While a Confused.com ad might aim to make you laugh to ensure you remember their service, a John Lewis ad is aimed at making you cry, thereby encouraging you to establish an emotional connection with their brand.
A Coca-Cola ad may use lust in the hope that it leads to a desire for a cool can of Coke (Zero, usually, these days) whilst a McDonald’s ad may use nostalgia to remind you of good memories spent in their restaurants. There are endless possibilities.
As illustrated above, music for ads is an umbrella term encompassing all different kinds of musical styles, as long as the music is captivating but doesn’t distract from the essential purpose of the commercial.
It’s also best that it’s unlike music used in any other commercial to ensure your ad will stand out from the crowd.
Keep reading to find out where to find such music, why music matters in adverts and a whole lot more. Alternatively, we invite you to work through our list of the best advertisements.
Music For Adverts
- Where to Get Music For Adverts
- Best Advert Music Playlists
- Why Music Matters In Adverts
- How Audio Network’s Music Library Works
- How to License Music For Adverts: Audio Network’s Licensing Model
In advertising’s heyday, each product or brand would have had its own, specially-composed jingle to define and cement it in the consumer’s mind.
Even though they’ve long-since dropped Justin Timberlake singing, ‘I’m Lovin’ It’ at the end of their ads, does anyone hear McDonald’s whistley, five-note hook and not sing that last line to themselves? Originally, ‘I’m Lovin’ It’ was no ordinary jingle – it was also a complete Timberlake song, produced by the Neptunes.
McDonald’s spent a reported $1.37 billion when they debuted the five commercials (translated into eleven different languages) in 2003. The fact they’re still using the same ‘audio logo’ now reflects the fact that music can become as synonymous with a product or a brand as a tagline such as Ronseal’s evergreen ‘Does what it says on the tin’.
However, the best music in advertising isn’t necessarily new. There are pieces of classical music that many people only know through adverts.
The ad, directed by a young Ridley Scott in 1973 was voted the Favourite British Commercial of all time in 2006.
Why Music Matters In Adverts
The first couple of seconds of an advertisement is a make-or-break moment: will the viewer decide to pay attention to the commercial or will they do anything and everything to distract themselves whilst the ad plays out? One of the factors that can influence a viewer’s decision is enchanting music.
Think about it: a song that piques your interest can make you care about an advert, no matter what it’s promoting.
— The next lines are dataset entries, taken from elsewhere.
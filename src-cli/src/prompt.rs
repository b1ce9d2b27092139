//! Terminal input: master password, entry label, entry data.
//!
//! The password is read without echo through `rpassword`. Everything read
//! here is returned in `Zeroizing` containers so the copies outside the
//! wipe registry are cleared on drop.

use std::fs::File;
use std::io::{self, BufRead, IsTerminal, Read};
use std::path::Path;

use anyhow::{bail, Context, Result};
use zeroize::Zeroizing;

const READ_CHUNK: usize = 4096;

/// Prompt for the master password, twice when `confirm` is set.
///
/// # Errors
///
/// Returns an error if the terminal cannot be read, the password is empty,
/// or the confirmation does not match.
pub fn password(confirm: bool) -> Result<Zeroizing<String>> {
    let first = Zeroizing::new(
        rpassword::prompt_password("[?] Master password: ").context("failed to read password")?,
    );
    if first.is_empty() {
        bail!("empty password not allowed");
    }
    if confirm {
        let second = Zeroizing::new(
            rpassword::prompt_password("[?] Confirm password: ")
                .context("failed to read password")?,
        );
        if *first != *second {
            bail!("passwords do not match");
        }
    }
    Ok(first)
}

/// Use `given` or prompt for a label on standard input.
///
/// # Errors
///
/// Returns an error if standard input cannot be read or the label is empty.
pub fn label(given: Option<String>) -> Result<Zeroizing<String>> {
    if let Some(label) = given {
        return non_empty_label(label);
    }
    eprint!("[?] Label: ");
    read_label(&mut io::stdin().lock())
}

/// Read one line as a label.
///
/// # Errors
///
/// Returns an error on read failure or an empty line.
pub fn read_label<R: BufRead>(reader: &mut R) -> Result<Zeroizing<String>> {
    let mut line = Zeroizing::new(String::new());
    reader.read_line(&mut line).context("failed to read label")?;
    non_empty_label(line.trim_end_matches(['\r', '\n']).to_owned())
}

fn non_empty_label(label: String) -> Result<Zeroizing<String>> {
    let label = Zeroizing::new(label);
    if label.is_empty() {
        bail!("label must not be empty");
    }
    Ok(label)
}

/// Entry data from `from`, else everything on standard input.
///
/// # Errors
///
/// Returns an error if the file or standard input cannot be read.
pub fn read_data(from: Option<&Path>) -> Result<Zeroizing<Vec<u8>>> {
    if let Some(path) = from {
        let mut file = File::open(path).with_context(|| format!("opening {}", path.display()))?;
        let size = file
            .metadata()
            .ok()
            .and_then(|meta| usize::try_from(meta.len()).ok())
            .unwrap_or(0);
        return read_sized(&mut file, size).with_context(|| format!("reading {}", path.display()));
    }

    let stdin = io::stdin();
    if stdin.is_terminal() {
        eprintln!("[?] Enter data, then Ctrl-D:");
    }
    read_all(&mut stdin.lock())
}

/// Read a reader to its end.
///
/// # Errors
///
/// Returns an error on read failure.
pub fn read_all<R: Read>(reader: &mut R) -> Result<Zeroizing<Vec<u8>>> {
    read_sized(reader, 0).context("failed to read data")
}

fn read_sized<R: Read>(reader: &mut R, size_hint: usize) -> io::Result<Zeroizing<Vec<u8>>> {
    let mut data = Zeroizing::new(Vec::with_capacity(size_hint));
    let mut chunk = Zeroizing::new([0u8; READ_CHUNK]);
    loop {
        let n = match reader.read(&mut chunk[..]) {
            Ok(0) => break,
            Ok(n) => n,
            Err(e) if e.kind() == io::ErrorKind::Interrupted => continue,
            Err(e) => return Err(e),
        };
        append_wiping(&mut data, &chunk[..n]);
    }
    Ok(data)
}

/// Append `bytes` to `data`, growing by copy.
///
/// A plain `Vec` reallocation frees the old block without zeroing it. Here
/// the contents move into a larger `Zeroizing` buffer and the old one is
/// wiped as it drops.
pub fn append_wiping(data: &mut Zeroizing<Vec<u8>>, bytes: &[u8]) {
    let needed = data.len().saturating_add(bytes.len());
    if needed > data.capacity() {
        let capacity = needed.max(data.capacity().saturating_mul(2)).max(READ_CHUNK);
        let mut grown = Zeroizing::new(Vec::with_capacity(capacity));
        grown.extend_from_slice(&data[..]);
        std::mem::swap(data, &mut grown);
    }
    data.extend_from_slice(bytes);
}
Rebecca Ferguson’s ‘Nothing’s Real But Love’ made a Nescafé Gold ad a hit,‘Eliza Aria’ from the ballet Wild Swans (performed by the Tasmanian Symphony Orchestra) reminded the whole nation that Lloyds TSB existed, and Take That’s ‘Shine’ made Morrison’s carrier bags an ubiquitous accessory.
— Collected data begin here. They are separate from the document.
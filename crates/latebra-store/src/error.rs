//! Store error types for `latebra-store`.

use latebra_crypto_core::CryptoError;
use thiserror::Error;

/// Errors produced by a [`Backend`](crate::backend::Backend).
#[derive(Debug, Error)]
pub enum BackendError {
    /// `put` on a key that is already occupied. The stored value is unchanged.
    #[error("key already exists")]
    AlreadyExists,

    /// Storage failure (database, filesystem).
    #[error("backend I/O error: {0}")]
    Io(String),

    /// Schema upgrade failure.
    #[error("migration error: {0}")]
    Migration(String),
}

impl From<rusqlite::Error> for BackendError {
    fn from(err: rusqlite::Error) -> Self {
        Self::Io(err.to_string())
    }
}

/// Errors produced by entry operations.
#[derive(Debug, Error)]
pub enum StoreError {
    /// Cryptographic operation failed (delegated from crypto-core).
    #[error(transparent)]
    Crypto(#[from] CryptoError),

    /// Storage layer failure.
    #[error(transparent)]
    Backend(BackendError),

    /// Rejected input (empty password or label, bad block size).
    #[error("invalid input: {0}")]
    Validation(String),

    /// An entry already occupies this password/label pair.
    #[error("entry already exists")]
    AlreadyExists,

    /// No entry for this password/label pair (or the wrong password).
    #[error("entry not found")]
    NotFound,

    /// A stored chunk does not have the configured sealed length.
    #[error("malformed chunk at index {index}: {actual} bytes (expected {expected})")]
    MalformedChunk {
        /// Chunk index within the entry (negative for metadata).
        index: i64,
        /// Configured sealed length.
        expected: usize,
        /// Length actually stored.
        actual: usize,
    },

    /// The metadata record could not be decoded.
    #[error("corrupt metadata: {0}")]
    CorruptMetadata(String),

    /// An observer stopped the operation between chunks.
    #[error("operation cancelled")]
    Cancelled,
}

impl From<BackendError> for StoreError {
    fn from(err: BackendError) -> Self {
        match err {
            BackendError::AlreadyExists => Self::AlreadyExists,
            other => Self::Backend(other),
        }
    }
}
//! Terminal mode snapshot.
//!
//! `rpassword` turns echo off while it reads and restores it from the
//! reading thread. A signal that ends the process mid-prompt never reaches
//! that restore, so the supervisor captures the mode up front and puts it
//! back itself before exiting.

/// Saved mode of the controlling terminal, if there is one.
pub struct TerminalMode {
    #[cfg(unix)]
    saved: Option<(std::fs::File, libc::termios)>,
}

impl TerminalMode {
    /// Record the current mode of `/dev/tty`. Without a controlling
    /// terminal nothing is recorded.
    #[must_use]
    pub fn capture() -> Self {
        #[cfg(unix)]
        {
            Self {
                saved: unix::capture(),
            }
        }
        #[cfg(not(unix))]
        {
            Self {}
        }
    }

    /// Whether a mode was recorded.
    #[must_use]
    pub const fn is_captured(&self) -> bool {
        #[cfg(unix)]
        {
            self.saved.is_some()
        }
        #[cfg(not(unix))]
        {
            false
        }
    }

    /// Put the recorded mode back. Returns `false` if nothing was recorded
    /// or the terminal refused.
    pub fn restore(&self) -> bool {
        #[cfg(unix)]
        {
            self.saved
                .as_ref()
                .is_some_and(|(tty, mode)| unix::restore(tty, mode))
        }
        #[cfg(not(unix))]
        {
            false
        }
    }
}

#[cfg(unix)]
mod unix {
    use std::fs::{File, OpenOptions};
    use std::os::unix::io::AsRawFd;

    pub(super) fn capture() -> Option<(File, libc::termios)> {
        let tty = OpenOptions::new()
            .read(true)
            .write(true)
            .open("/dev/tty")
            .ok()?;
        // SAFETY: termios is plain old data; tcgetattr fully initializes it
        // on success and we discard it on failure.
        let mut mode: libc::termios = unsafe { std::mem::zeroed() };
        // SAFETY: the descriptor is open for the lifetime of `tty`.
        if unsafe { libc::tcgetattr(tty.as_raw_fd(), &raw mut mode) } != 0 {
            return None;
        }
        Some((tty, mode))
    }

    pub(super) fn restore(tty: &File, mode: &libc::termios) -> bool {
        // SAFETY: the descriptor is open and `mode` came from tcgetattr.
        unsafe { libc::tcsetattr(tty.as_raw_fd(), libc::TCSANOW, mode) == 0 }
    }
}
//! Content-addressed key/value storage consumed by the entry store.
//!
//! The store only ever needs four operations, so any storage engine that
//! can offer them is interchangeable:
//! - [`MemoryBackend`]: in-process map, for tests and short-lived use
//! - [`SqliteBackend`]: single-table `SQLite` file with secure delete

mod memory;
mod sqlite;

pub use memory::MemoryBackend;
pub use sqlite::SqliteBackend;

use crate::error::BackendError;

/// Opaque key/value storage with no-overwrite `put`.
///
/// Keys are derived chunk identifiers or decoy hashes; values are sealed
/// chunks. Implementations must preserve values byte for byte and must not
/// cap value size below one sealed chunk.
pub trait Backend: Send + Sync {
    /// Store `value` under `key`.
    ///
    /// # Errors
    ///
    /// Returns [`BackendError::AlreadyExists`] if `key` is occupied; the
    /// stored value is left untouched.
    fn put(&self, key: &[u8], value: &[u8]) -> Result<(), BackendError>;

    /// Fetch the value stored under `key`, or `None` if absent.
    ///
    /// # Errors
    ///
    /// Returns [`BackendError::Io`] on storage failure.
    fn get(&self, key: &[u8]) -> Result<Option<Vec<u8>>, BackendError>;

    /// Whether `key` is occupied.
    ///
    /// # Errors
    ///
    /// Returns [`BackendError::Io`] on storage failure.
    fn exists(&self, key: &[u8]) -> Result<bool, BackendError>;

    /// Remove `key`. Deleting an absent key is not an error.
    ///
    /// # Errors
    ///
    /// Returns [`BackendError::Io`] on storage failure.
    fn delete(&self, key: &[u8]) -> Result<(), BackendError>;
}

impl<B: Backend + ?Sized> Backend for Box<B> {
    fn put(&self, key: &[u8], value: &[u8]) -> Result<(), BackendError> {
        (**self).put(key, value)
    }

    fn get(&self, key: &[u8]) -> Result<Option<Vec<u8>>, BackendError> {
        (**self).get(key)
    }

    fn exists(&self, key: &[u8]) -> Result<bool, BackendError> {
        (**self).exists(key)
    }

    fn delete(&self, key: &[u8]) -> Result<(), BackendError> {
        (**self).delete(key)
    }
}

impl<B: Backend + ?Sized> Backend for &B {
    fn put(&self, key: &[u8], value: &[u8]) -> Result<(), BackendError> {
        (**self).put(key, value)
    }

    fn get(&self, key: &[u8]) -> Result<Option<Vec<u8>>, BackendError> {
        (**self).get(key)
    }

    fn exists(&self, key: &[u8]) -> Result<bool, BackendError> {
        (**self).exists(key)
    }

    fn delete(&self, key: &[u8]) -> Result<(), BackendError> {
        (**self).delete(key)
    }
}
//! `latebra-store`: Deniable entry storage for latebra.
//!
//! Splits entries into equal-size sealed chunks, stores each under an
//! unlinkable content address, and reassembles them from the password and
//! label alone. Ships an in-memory and a `SQLite` backend.

#![cfg_attr(test, allow(clippy::unwrap_used, clippy::arithmetic_side_effects))]

pub mod backend;
pub mod config;
pub mod error;
pub mod metadata;
pub mod session;

pub mod entries;

pub use backend::{Backend, MemoryBackend, SqliteBackend};
pub use config::{StoreConfig, DEFAULT_BLOCK_SIZE, MIN_BLOCK_SIZE};
pub use entries::{
    ChunkProgress, EntryStore, Integrity, Phase, RemoveOutcome, RetrievedEntry, WriteSummary,
};
pub use error::{BackendError, StoreError};
pub use metadata::{EntryMetadata, METADATA_VERSION};
pub use session::Session;
mod decoy_indistinguishability;
mod mlock_verification;
mod tamper_detection;
mod wipe_registry;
How Does Music Affect Emotion?
Research by audio branding specialist PHMG found that 66% of their survey respondents believe music is more memorable than visuals when used in marketing. And instrumentation, style and the music’s key can all subtly alter the way audiences react:
‘Strings playing short, sharp notes in a major key were found to have a largely positive impact, as 87% of respondents associated them with feelings of happiness and excitement. A shift from major to minor provoked a sense of sadness or melancholy in 83% of respondents.’
Daniel Lafferty, director of music and voice at PHMG, emphasises that, ‘Our hearing is a more powerful emotional sense than our sight, so there is a clear opportunity for businesses to broaden their marketing horizons and gain a competitive edge by making better use of audio.’
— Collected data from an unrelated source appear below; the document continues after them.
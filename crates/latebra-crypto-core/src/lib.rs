//! `latebra-crypto-core`: Cryptographic primitives for latebra.
//!
//! Key derivation, the padded block codec, decoy generation, and the
//! secure-memory registry every other layer allocates secrets through.
//! No I/O, no async.

#![cfg_attr(test, allow(clippy::unwrap_used, clippy::arithmetic_side_effects))]

pub mod error;
pub mod memory;

pub mod kdf;
pub mod padding;
pub mod symmetric;

pub mod decoy;

pub use decoy::{generate_decoy, Decoy};
pub use error::CryptoError;
pub use kdf::{derive_chunk_id, derive_root, ChunkId, CostParameters, RootSecrets};
pub use memory::{
    disable_core_dumps, BufferState, SecretBuffer, SecretMut, SecretRef, WipeRegistry,
};
pub use padding::{pad, unpad};
pub use symmetric::{decrypt_block, encrypt_block, sealed_len, SealedBlock, OVERHEAD};
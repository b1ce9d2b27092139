//! BLAKE3 reference vector and the chunk-id input layout.

use latebra_crypto_core::kdf::derive_chunk_id;

/// BLAKE3 of the empty input (official test vectors).
const BLAKE3_EMPTY: &str = "af1349b9f5f9a1a6a0404dea36dcc9499bcb25c9adc112b7cc9a93cae41f3262";

#[test]
fn blake3_empty_input() {
    assert_eq!(blake3::hash(b"").to_hex().as_str(), BLAKE3_EMPTY);
}

#[test]
fn chunk_id_hashes_identifier_then_little_endian_index() {
    let root_id = [0xABu8; 32];
    for index in [0i64, 1, -1, 255, 256, i64::MIN, i64::MAX] {
        let mut input = root_id.to_vec();
        input.extend_from_slice(&index.to_le_bytes());
        assert_eq!(
            derive_chunk_id(&root_id, index).to_string(),
            blake3::hash(&input).to_hex().as_str(),
            "index {index}"
        );
    }
}
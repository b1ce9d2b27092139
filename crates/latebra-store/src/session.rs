//! Explicit per-session context.
//!
//! A [`Session`] is built once after the password prompt and passed by
//! reference to every add/retrieve/remove call. It owns the master secret
//! for the lifetime of the session.

use std::fmt;

use latebra_crypto_core::kdf::{derive_root, CostParameters, RootSecrets};
use latebra_crypto_core::memory::{SecretBuffer, WipeRegistry};

use crate::error::StoreError;

/// Master secret, cost factors, and the registry its buffers live in.
pub struct Session {
    master: SecretBuffer,
    cost: CostParameters,
    registry: WipeRegistry,
}

impl Session {
    /// Start a session. The master secret is copied into a registry buffer;
    /// the caller should zeroize its own copy.
    ///
    /// # Errors
    ///
    /// Returns [`StoreError::Validation`] for an empty master secret and
    /// [`StoreError::Crypto`] for invalid cost factors.
    pub fn new(
        registry: &WipeRegistry,
        master_secret: &[u8],
        cost: CostParameters,
    ) -> Result<Self, StoreError> {
        if master_secret.is_empty() {
            return Err(StoreError::Validation("master password must not be empty".into()));
        }
        cost.validate()?;
        Ok(Self {
            master: registry.secret_from(master_secret)?,
            cost,
            registry: registry.clone(),
        })
    }

    /// Derive the root key and identifier for `label`.
    ///
    /// # Errors
    ///
    /// Returns [`StoreError::Validation`] for an empty label, or
    /// [`StoreError::Crypto`] if derivation fails or the session was purged.
    pub fn derive_entry(&self, label: &[u8]) -> Result<RootSecrets, StoreError> {
        if label.is_empty() {
            return Err(StoreError::Validation("label must not be empty".into()));
        }
        let master = self.master.expose()?;
        Ok(derive_root(&self.registry, &master, label, &self.cost)?)
    }

    /// Cost factors every derivation in this session uses.
    #[must_use]
    pub const fn cost(&self) -> &CostParameters {
        &self.cost
    }

    /// Registry the session allocates from.
    #[must_use]
    pub const fn registry(&self) -> &WipeRegistry {
        &self.registry
    }
}

impl fmt::Debug for Session {
    fn fmt(&self, f: &mut fmt::Formatter<'_>) -> fmt::Result {
        f.debug_struct("Session")
            .field("master", &self.master)
            .field("cost", &self.cost)
            .finish_non_exhaustive()
    }
}
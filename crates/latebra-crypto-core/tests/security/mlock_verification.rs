//! Verify that `mlock` status is reported and that core dumps are
//! properly disabled.

use latebra_crypto_core::memory::{disable_core_dumps, BufferState, WipeRegistry};

#[test]
fn secret_buffer_reports_mlock_status() {
    let registry = WipeRegistry::new();
    let buf = registry.secret_from(b"mlock test data").unwrap();
    // mlock can legitimately fail in containers with low limits; either
    // outcome is fine as long as the buffer stays usable.
    let state = buf.state();
    assert!(matches!(state, BufferState::Locked | BufferState::LockFailed));
    assert_eq!(&*buf.expose().unwrap(), b"mlock test data");
    eprintln!("mlock state: {state:?}");
}

#[cfg(target_os = "linux")]
#[test]
fn mlock_increases_vmlck_on_linux() {
    let vmlck_before = read_vmlck_kb();

    let registry = WipeRegistry::new();
    let buf = registry.alloc(65536).unwrap();

    if buf.is_mlocked() {
        let vmlck_after = read_vmlck_kb();
        assert!(
            vmlck_after >= vmlck_before,
            "VmLck did not increase after mlock: before={vmlck_before}KB, after={vmlck_after}KB"
        );
    } else {
        eprintln!("mlock failed (likely insufficient quota), skipping VmLck check");
    }
}

#[cfg(target_os = "linux")]
fn read_vmlck_kb() -> u64 {
    let status =
        std::fs::read_to_string("/proc/self/status").expect("failed to read /proc/self/status");
    for line in status.lines() {
        if let Some(rest) = line.strip_prefix("VmLck:") {
            let trimmed = rest.trim().trim_end_matches(" kB").trim();
            return trimmed.parse().unwrap_or(0);
        }
    }
    0
}

#[cfg(unix)]
#[test]
fn disable_core_dumps_sets_rlimit_zero() {
    disable_core_dumps().expect("disable_core_dumps should succeed");
    disable_core_dumps().expect("second call should also succeed");
}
Looking at Ridley Scott’s Hovis ad, the nostalgic feel of the music fits perfectly with the old-fashioned boy in his flat cap delivering bread from his bike basket, taking viewers back to a golden age when life was simpler. It also dovetails neatly with the end tagline, ‘As good for you today as it’s always been,’ establishing Hovis as a heritage, trusted brand.
Over the last decade, John Lewis have become absolute masters of fitting retro-sounding music to their heartstring-tugging, story-driven ads.
Remember the snowman making an unlikely pilgrimage along motorways to snag a scarf as a romantic gesture for his frozen wife, soundtracked by Gabrielle Aplin’s cover of ‘The Power of Love’ (originally a slightly unlikely Christmas hit for Frankie Goes to Hollywood)? Tom Odell’s rendition of John Lennon’s ‘Real Love’, which features the lyrics, ‘just like little girls and boys/playing with their little toys/seems all we really were doing/was waiting for love,’ is used to bring to life the story of Monty the Penguin who’s desperate to find love.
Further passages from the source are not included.